*** TASK MATERIAL ***

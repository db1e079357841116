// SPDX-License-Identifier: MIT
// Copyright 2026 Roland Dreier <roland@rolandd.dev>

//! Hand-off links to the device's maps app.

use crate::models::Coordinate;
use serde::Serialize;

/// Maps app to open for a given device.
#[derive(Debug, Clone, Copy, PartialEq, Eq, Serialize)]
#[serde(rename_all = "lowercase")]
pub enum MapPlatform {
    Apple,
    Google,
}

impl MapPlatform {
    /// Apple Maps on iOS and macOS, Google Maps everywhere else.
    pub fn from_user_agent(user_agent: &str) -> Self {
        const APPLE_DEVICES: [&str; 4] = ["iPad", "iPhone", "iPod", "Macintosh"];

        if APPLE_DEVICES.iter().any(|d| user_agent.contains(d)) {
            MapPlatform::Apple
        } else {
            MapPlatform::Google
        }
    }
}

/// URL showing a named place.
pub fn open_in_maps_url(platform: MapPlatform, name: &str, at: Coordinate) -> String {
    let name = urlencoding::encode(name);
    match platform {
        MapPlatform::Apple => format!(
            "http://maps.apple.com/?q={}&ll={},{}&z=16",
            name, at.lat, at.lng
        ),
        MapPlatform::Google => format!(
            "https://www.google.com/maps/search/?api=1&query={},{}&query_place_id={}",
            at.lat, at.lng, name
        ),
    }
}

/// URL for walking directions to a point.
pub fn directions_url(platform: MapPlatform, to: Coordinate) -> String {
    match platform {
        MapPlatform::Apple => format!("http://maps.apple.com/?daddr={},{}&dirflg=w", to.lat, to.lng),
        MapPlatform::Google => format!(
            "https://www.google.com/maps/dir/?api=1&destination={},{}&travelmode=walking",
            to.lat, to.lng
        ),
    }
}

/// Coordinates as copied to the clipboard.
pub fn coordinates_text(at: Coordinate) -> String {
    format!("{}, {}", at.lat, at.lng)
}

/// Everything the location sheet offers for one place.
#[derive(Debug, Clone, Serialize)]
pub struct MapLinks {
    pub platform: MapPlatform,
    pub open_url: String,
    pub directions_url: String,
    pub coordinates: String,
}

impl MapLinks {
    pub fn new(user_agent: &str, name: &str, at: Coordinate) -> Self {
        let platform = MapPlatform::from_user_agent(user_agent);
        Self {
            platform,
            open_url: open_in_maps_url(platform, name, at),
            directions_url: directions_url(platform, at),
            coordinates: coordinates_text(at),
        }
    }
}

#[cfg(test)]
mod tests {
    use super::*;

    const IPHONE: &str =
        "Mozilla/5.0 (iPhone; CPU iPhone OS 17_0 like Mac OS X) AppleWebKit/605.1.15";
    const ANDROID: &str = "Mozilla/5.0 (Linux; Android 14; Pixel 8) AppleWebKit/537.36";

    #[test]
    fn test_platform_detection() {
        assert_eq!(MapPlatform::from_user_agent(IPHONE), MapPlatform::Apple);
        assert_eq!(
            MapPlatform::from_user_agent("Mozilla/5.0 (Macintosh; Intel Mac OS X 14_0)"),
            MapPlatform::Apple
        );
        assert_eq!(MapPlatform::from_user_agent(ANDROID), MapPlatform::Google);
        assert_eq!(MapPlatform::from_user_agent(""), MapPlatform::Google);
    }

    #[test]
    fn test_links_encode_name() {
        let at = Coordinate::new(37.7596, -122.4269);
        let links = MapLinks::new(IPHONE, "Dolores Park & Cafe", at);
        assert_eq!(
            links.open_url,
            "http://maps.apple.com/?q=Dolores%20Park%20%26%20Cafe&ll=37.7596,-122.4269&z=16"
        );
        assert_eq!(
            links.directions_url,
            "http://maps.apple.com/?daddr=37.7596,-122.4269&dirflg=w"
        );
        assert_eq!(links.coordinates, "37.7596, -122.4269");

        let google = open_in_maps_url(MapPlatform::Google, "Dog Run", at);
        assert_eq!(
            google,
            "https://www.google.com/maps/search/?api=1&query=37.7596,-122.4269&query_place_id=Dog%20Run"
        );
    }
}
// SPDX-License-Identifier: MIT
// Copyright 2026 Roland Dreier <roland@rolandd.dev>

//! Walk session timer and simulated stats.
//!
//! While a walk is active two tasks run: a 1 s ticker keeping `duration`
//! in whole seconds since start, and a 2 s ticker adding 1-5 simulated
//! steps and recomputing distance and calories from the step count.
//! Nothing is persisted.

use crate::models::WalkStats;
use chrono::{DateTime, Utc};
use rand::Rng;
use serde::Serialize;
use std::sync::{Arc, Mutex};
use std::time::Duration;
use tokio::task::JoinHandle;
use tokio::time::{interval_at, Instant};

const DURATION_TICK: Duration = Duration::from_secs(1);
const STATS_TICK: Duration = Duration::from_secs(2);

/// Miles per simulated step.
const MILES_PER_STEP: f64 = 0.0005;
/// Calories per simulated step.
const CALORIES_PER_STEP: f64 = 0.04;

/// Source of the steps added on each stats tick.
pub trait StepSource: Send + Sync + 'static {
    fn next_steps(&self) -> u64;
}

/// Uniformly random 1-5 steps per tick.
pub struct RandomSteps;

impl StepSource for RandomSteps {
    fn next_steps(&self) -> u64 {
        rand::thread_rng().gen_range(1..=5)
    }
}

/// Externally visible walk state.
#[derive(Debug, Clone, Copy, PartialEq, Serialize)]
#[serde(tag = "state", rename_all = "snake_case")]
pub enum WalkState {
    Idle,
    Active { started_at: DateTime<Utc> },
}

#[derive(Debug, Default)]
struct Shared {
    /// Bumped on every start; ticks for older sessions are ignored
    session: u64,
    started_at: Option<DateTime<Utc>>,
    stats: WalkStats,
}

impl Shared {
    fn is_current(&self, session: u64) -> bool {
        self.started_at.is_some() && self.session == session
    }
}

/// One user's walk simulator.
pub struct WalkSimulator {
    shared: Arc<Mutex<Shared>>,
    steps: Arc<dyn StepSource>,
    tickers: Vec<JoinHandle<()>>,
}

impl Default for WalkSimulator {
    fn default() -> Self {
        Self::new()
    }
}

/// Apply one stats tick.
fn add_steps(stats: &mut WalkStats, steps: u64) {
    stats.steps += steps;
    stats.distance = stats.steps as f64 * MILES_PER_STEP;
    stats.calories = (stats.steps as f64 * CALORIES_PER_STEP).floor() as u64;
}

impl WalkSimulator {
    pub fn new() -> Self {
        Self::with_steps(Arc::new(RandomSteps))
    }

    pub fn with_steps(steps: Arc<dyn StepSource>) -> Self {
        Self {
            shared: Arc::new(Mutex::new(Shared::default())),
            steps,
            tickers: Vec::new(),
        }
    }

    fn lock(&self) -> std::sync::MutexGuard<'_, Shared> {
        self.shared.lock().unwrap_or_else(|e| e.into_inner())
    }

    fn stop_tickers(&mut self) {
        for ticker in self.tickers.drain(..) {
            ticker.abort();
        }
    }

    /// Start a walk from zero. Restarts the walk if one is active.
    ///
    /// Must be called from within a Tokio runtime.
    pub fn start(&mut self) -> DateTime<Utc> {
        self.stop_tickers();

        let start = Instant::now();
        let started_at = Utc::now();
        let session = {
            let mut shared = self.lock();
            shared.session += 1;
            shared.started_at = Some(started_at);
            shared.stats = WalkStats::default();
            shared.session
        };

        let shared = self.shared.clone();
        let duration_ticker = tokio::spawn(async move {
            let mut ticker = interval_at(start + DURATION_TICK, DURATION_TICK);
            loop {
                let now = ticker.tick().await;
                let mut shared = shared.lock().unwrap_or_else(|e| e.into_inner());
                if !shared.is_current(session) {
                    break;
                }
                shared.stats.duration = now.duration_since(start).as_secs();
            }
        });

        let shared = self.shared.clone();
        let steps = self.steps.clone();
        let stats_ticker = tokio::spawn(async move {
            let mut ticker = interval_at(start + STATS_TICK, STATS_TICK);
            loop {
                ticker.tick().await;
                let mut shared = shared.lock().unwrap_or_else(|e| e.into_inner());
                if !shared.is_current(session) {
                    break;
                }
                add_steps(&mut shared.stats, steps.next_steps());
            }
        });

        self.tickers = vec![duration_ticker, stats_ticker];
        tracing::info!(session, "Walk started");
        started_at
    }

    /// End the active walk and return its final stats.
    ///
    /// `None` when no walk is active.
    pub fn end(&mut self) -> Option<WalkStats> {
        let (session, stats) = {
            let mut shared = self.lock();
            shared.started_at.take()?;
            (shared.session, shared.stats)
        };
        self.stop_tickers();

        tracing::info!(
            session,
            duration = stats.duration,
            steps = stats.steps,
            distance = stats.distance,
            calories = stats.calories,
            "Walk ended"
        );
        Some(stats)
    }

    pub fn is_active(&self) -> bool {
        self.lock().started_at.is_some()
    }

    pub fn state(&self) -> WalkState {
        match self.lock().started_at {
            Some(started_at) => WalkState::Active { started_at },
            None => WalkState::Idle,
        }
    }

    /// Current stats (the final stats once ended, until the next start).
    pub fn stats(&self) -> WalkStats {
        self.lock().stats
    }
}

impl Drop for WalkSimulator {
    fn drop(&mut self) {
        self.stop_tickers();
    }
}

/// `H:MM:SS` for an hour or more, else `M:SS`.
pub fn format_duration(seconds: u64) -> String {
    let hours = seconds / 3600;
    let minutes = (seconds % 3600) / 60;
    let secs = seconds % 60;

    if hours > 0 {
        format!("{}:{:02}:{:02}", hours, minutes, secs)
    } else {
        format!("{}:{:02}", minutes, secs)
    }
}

*** End of TASK MATERIAL ***

THE TASK = Return a copy of each line in the entries that contains "lock".

SOLUTION FOR THIS EXERCISE =
    fn lock(&self) -> std::sync::MutexGuard<'_, Shared> {
        self.shared.lock().unwrap_or_else(|e| e.into_inner())
            let mut shared = self.lock();
                let mut shared = shared.lock().unwrap_or_else(|e| e.into_inner());
                let mut shared = shared.lock().unwrap_or_else(|e| e.into_inner());
            let mut shared = self.lock();
        self.lock().started_at.is_some()
        match self.lock().started_at {
        self.lock().stats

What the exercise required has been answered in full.